6 days later, she was having a hard time getting up the stairs, and getting onto the bed and couch.

Now 8 days later she is in so much pain and is so stiff that she can’t handle walking at all. She can’t take the 3 steps to her food dish or litter box. The vet seems to think I should give it time, but I feel like I’m watching her die in front of my eyes, and she’s in so much pain, it’s killing me. It has been a sudden, dramatic change, since the shot. I regret it so much and now I’m terrified I’ll have to put her down because she is in incredible pain now.

I started researching online and found that human clinical trials of antiNGF (nerve growth factor) medications (the humanize version of Solensia) were cancelled due to too many cases of this medication causing severe accelerated osteoarthritis.

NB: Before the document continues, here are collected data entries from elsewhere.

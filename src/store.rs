//! Persistence collaborator: the single source of truth for words and session records.
//!
//! The backend is picked once at startup (`[store] backend` in the TOML config)
//! and handed to the rest of the app as `Arc<dyn VocabStore>`; nothing else
//! branches on which backend is active.
//!
//! Both backends share `StoreDoc`, the in-memory document; `JsonFileStore`
//! additionally writes it to disk after every mutation (tmp file + rename).

use std::path::{Path, PathBuf};
use std::sync::Arc;

use async_trait::async_trait;
use chrono::Utc;
use serde::{Deserialize, Serialize};
use tokio::sync::{Mutex, RwLock};
use tracing::{debug, info, instrument};
use uuid::Uuid;

use crate::config::{StoreBackend, StoreCfg};
use crate::domain::{NewSessionRecord, NewWord, SessionPatch, StudySessionRecord, Word, WordPatch};
use crate::error::StoreError;

pub type StoreResult<T> = Result<T, StoreError>;

/// Default page size for `recent_sessions`.
pub const RECENT_SESSIONS_DEFAULT: usize = 10;

#[async_trait]
pub trait VocabStore: Send + Sync {
  /// All words, newest first.
  async fn list_words(&self) -> StoreResult<Vec<Word>>;
  async fn add_word(&self, w: NewWord) -> StoreResult<Word>;
  async fn add_words(&self, ws: Vec<NewWord>) -> StoreResult<Vec<Word>>;
  async fn update_word(&self, id: &str, patch: WordPatch) -> StoreResult<()>;
  async fn delete_word(&self, id: &str) -> StoreResult<()>;

  /// Returns the generated session id.
  async fn create_session(&self, rec: NewSessionRecord) -> StoreResult<String>;
  async fn update_session(&self, id: &str, patch: SessionPatch) -> StoreResult<()>;
  /// Newest first.
  async fn recent_sessions(&self, limit: usize) -> StoreResult<Vec<StudySessionRecord>>;
}

/// Build the configured backend.
pub fn from_config(cfg: &StoreCfg) -> Arc<dyn VocabStore> {
  match cfg.backend {
    StoreBackend::Memory => {
      info!(target: "tango_backend", "Using in-memory store (data is lost on exit)");
      Arc::new(MemoryStore::default())
    }
    StoreBackend::JsonFile => {
      info!(target: "tango_backend", path = %cfg.path.display(), "Using JSON file store");
      Arc::new(JsonFileStore::new(cfg.path.clone()))
    }
  }
}

// ---------- shared document ----------

#[derive(Clone, Debug, Default, Serialize, Deserialize)]
struct StoreDoc {
  #[serde(default)] words: Vec<Word>,
  #[serde(default)] sessions: Vec<StudySessionRecord>,
}

fn new_id() -> String { Uuid::new_v4().to_string() }

fn not_found(kind: &'static str, id: &str) -> StoreError {
  StoreError::NotFound { kind, id: id.to_string() }
}

impl StoreDoc {
  fn materialize(w: NewWord) -> Word {
    Word {
      id: new_id(),
      headword: w.headword,
      translation: w.translation,
      difficulty: w.difficulty,
      correct_count: 0,
      incorrect_count: 0,
      last_studied: None,
      created_at: Utc::now(),
      source: w.source,
    }
  }

  fn add_words(&mut self, ws: Vec<NewWord>) -> Vec<Word> {
    let created: Vec<Word> = ws.into_iter().map(Self::materialize).collect();
    // newest first
    self.words.splice(0..0, created.iter().cloned());
    created
  }

  fn update_word(&mut self, id: &str, patch: &WordPatch) -> StoreResult<()> {
    let w = self.words.iter_mut().find(|w| w.id == id).ok_or_else(|| not_found("word", id))?;
    patch.apply_to(w);
    Ok(())
  }

  fn delete_word(&mut self, id: &str) -> StoreResult<()> {
    let before = self.words.len();
    self.words.retain(|w| w.id != id);
    if self.words.len() == before { Err(not_found("word", id)) } else { Ok(()) }
  }

  fn create_session(&mut self, rec: NewSessionRecord) -> String {
    let id = new_id();
    self.sessions.insert(0, StudySessionRecord {
      id: id.clone(),
      mode: rec.mode,
      start_time: rec.start_time,
      end_time: None,
      total_questions: 0,
      correct_answers: 0,
      words_studied: Vec::new(),
    });
    id
  }

  fn update_session(&mut self, id: &str, patch: &SessionPatch) -> StoreResult<()> {
    let s = self.sessions.iter_mut().find(|s| s.id == id).ok_or_else(|| not_found("session", id))?;
    patch.apply_to(s);
    Ok(())
  }

  fn recent_sessions(&self, limit: usize) -> Vec<StudySessionRecord> {
    self.sessions.iter().take(limit).cloned().collect()
  }
}

// ---------- in-memory backend ----------

#[derive(Default)]
pub struct MemoryStore {
  doc: RwLock<StoreDoc>,
}

#[async_trait]
impl VocabStore for MemoryStore {
  async fn list_words(&self) -> StoreResult<Vec<Word>> {
    Ok(self.doc.read().await.words.clone())
  }

  async fn add_word(&self, w: NewWord) -> StoreResult<Word> {
    let mut created = self.doc.write().await.add_words(vec![w]);
    created.pop().ok_or_else(|| not_found("word", "<new>"))
  }

  async fn add_words(&self, ws: Vec<NewWord>) -> StoreResult<Vec<Word>> {
    Ok(self.doc.write().await.add_words(ws))
  }

  async fn update_word(&self, id: &str, patch: WordPatch) -> StoreResult<()> {
    self.doc.write().await.update_word(id, &patch)
  }

  async fn delete_word(&self, id: &str) -> StoreResult<()> {
    self.doc.write().await.delete_word(id)
  }

  async fn create_session(&self, rec: NewSessionRecord) -> StoreResult<String> {
    Ok(self.doc.write().await.create_session(rec))
  }

  async fn update_session(&self, id: &str, patch: SessionPatch) -> StoreResult<()> {
    self.doc.write().await.update_session(id, &patch)
  }

  async fn recent_sessions(&self, limit: usize) -> StoreResult<Vec<StudySessionRecord>> {
    Ok(self.doc.read().await.recent_sessions(limit))
  }
}

// ---------- JSON file backend ----------

/// Single JSON document on disk: `{ "words": [...], "sessions": [...] }`.
/// Loaded on first access; a missing file is an empty store.
pub struct JsonFileStore {
  path: PathBuf,
  doc: Mutex<Option<StoreDoc>>,
}

impl JsonFileStore {
  pub fn new(path: PathBuf) -> Self {
    Self { path, doc: Mutex::new(None) }
  }

  async fn load(path: &Path) -> StoreResult<StoreDoc> {
    match tokio::fs::read(path).await {
      Ok(bytes) => Ok(serde_json::from_slice(&bytes)?),
      Err(e) if e.kind() == std::io::ErrorKind::NotFound => Ok(StoreDoc::default()),
      Err(e) => Err(e.into()),
    }
  }

  #[instrument(level = "debug", target = "tango_backend", skip(self, doc), fields(path = %self.path.display()))]
  async fn save(&self, doc: &StoreDoc) -> StoreResult<()> {
    if let Some(dir) = self.path.parent().filter(|d| !d.as_os_str().is_empty()) {
      tokio::fs::create_dir_all(dir).await?;
    }
    let tmp = self.path.with_extension("json.tmp");
    tokio::fs::write(&tmp, serde_json::to_vec_pretty(doc)?).await?;
    tokio::fs::rename(&tmp, &self.path).await?;
    debug!(target: "tango_backend", words = doc.words.len(), sessions = doc.sessions.len(), "Store saved");
    Ok(())
  }

  /// Run `f` against the loaded document, loading it first if needed.
  async fn read<T>(&self, f: impl FnOnce(&StoreDoc) -> T) -> StoreResult<T> {
    let mut guard = self.doc.lock().await;
    if guard.is_none() {
      *guard = Some(Self::load(&self.path).await?);
    }
    let doc = guard.get_or_insert_with(StoreDoc::default);
    Ok(f(doc))
  }

  /// Mutate a copy, persist it, then swap it in. A failed write leaves memory untouched.
  async fn write<T>(&self, f: impl FnOnce(&mut StoreDoc) -> StoreResult<T>) -> StoreResult<T> {
    let mut guard = self.doc.lock().await;
    if guard.is_none() {
      *guard = Some(Self::load(&self.path).await?);
    }
    let mut next = guard.clone().unwrap_or_default();
    let out = f(&mut next)?;
    self.save(&next).await?;
    *guard = Some(next);
    Ok(out)
  }
}

#[async_trait]
impl VocabStore for JsonFileStore {
  async fn list_words(&self) -> StoreResult<Vec<Word>> {
    self.read(|d| d.words.clone()).await
  }

  async fn add_word(&self, w: NewWord) -> StoreResult<Word> {
    let mut created = self.write(|d| Ok(d.add_words(vec![w]))).await?;
    created.pop().ok_or_else(|| not_found("word", "<new>"))
  }

  async fn add_words(&self, ws: Vec<NewWord>) -> StoreResult<Vec<Word>> {
    self.write(|d| Ok(d.add_words(ws))).await
  }

  async fn update_word(&self, id: &str, patch: WordPatch) -> StoreResult<()> {
    self.write(|d| d.update_word(id, &patch)).await
  }

  async fn delete_word(&self, id: &str) -> StoreResult<()> {
    self.write(|d| d.delete_word(id)).await
  }

  async fn create_session(&self, rec: NewSessionRecord) -> StoreResult<String> {
    self.write(|d| Ok(d.create_session(rec))).await
  }

  async fn update_session(&self, id: &str, patch: SessionPatch) -> StoreResult<()> {
    self.write(|d| d.update_session(id, &patch)).await
  }

  async fn recent_sessions(&self, limit: usize) -> StoreResult<Vec<StudySessionRecord>> {
    self.read(|d| d.recent_sessions(limit)).await
  }
}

Now this has appeared to have happened in my cat as well. I did find one feline clinical trial where this medication caused “lameness” in cats, but they didn’t explain further. Why is no one talking about the potential of this medication causing severe disease in cats? Had I known this was a possibility, I never would have subjected my cat to Solensia.


----------



## OrientalSlave

@Ceiling Kitty any thoughts?


----------



## white_shadow

.
Hi *@CinnamonSoup* and welcome to the forum !

Right off the bat, why isn't your *immediate* concern and focus that of *relieving your kitty's immediate pain*? Personally, I couldn't bear to passively watch this apparent progression - for heaven's sake, get her in and seen and treated *now*/ASAP for the acute pain! _Then_, you can ruminate over what may have happened and discuss relevant drug/treatment trials.

Based on your diary there and, were she in this house, I would have had her in for an exam and been advocating for anti-inflammatory treatment on day 6......today, I'd be insisting on an opiate, likely buprenorphine, for immediate relief, and meloxicam for the mid-term. You only have a day and a half before the long (Labour Day) weekend.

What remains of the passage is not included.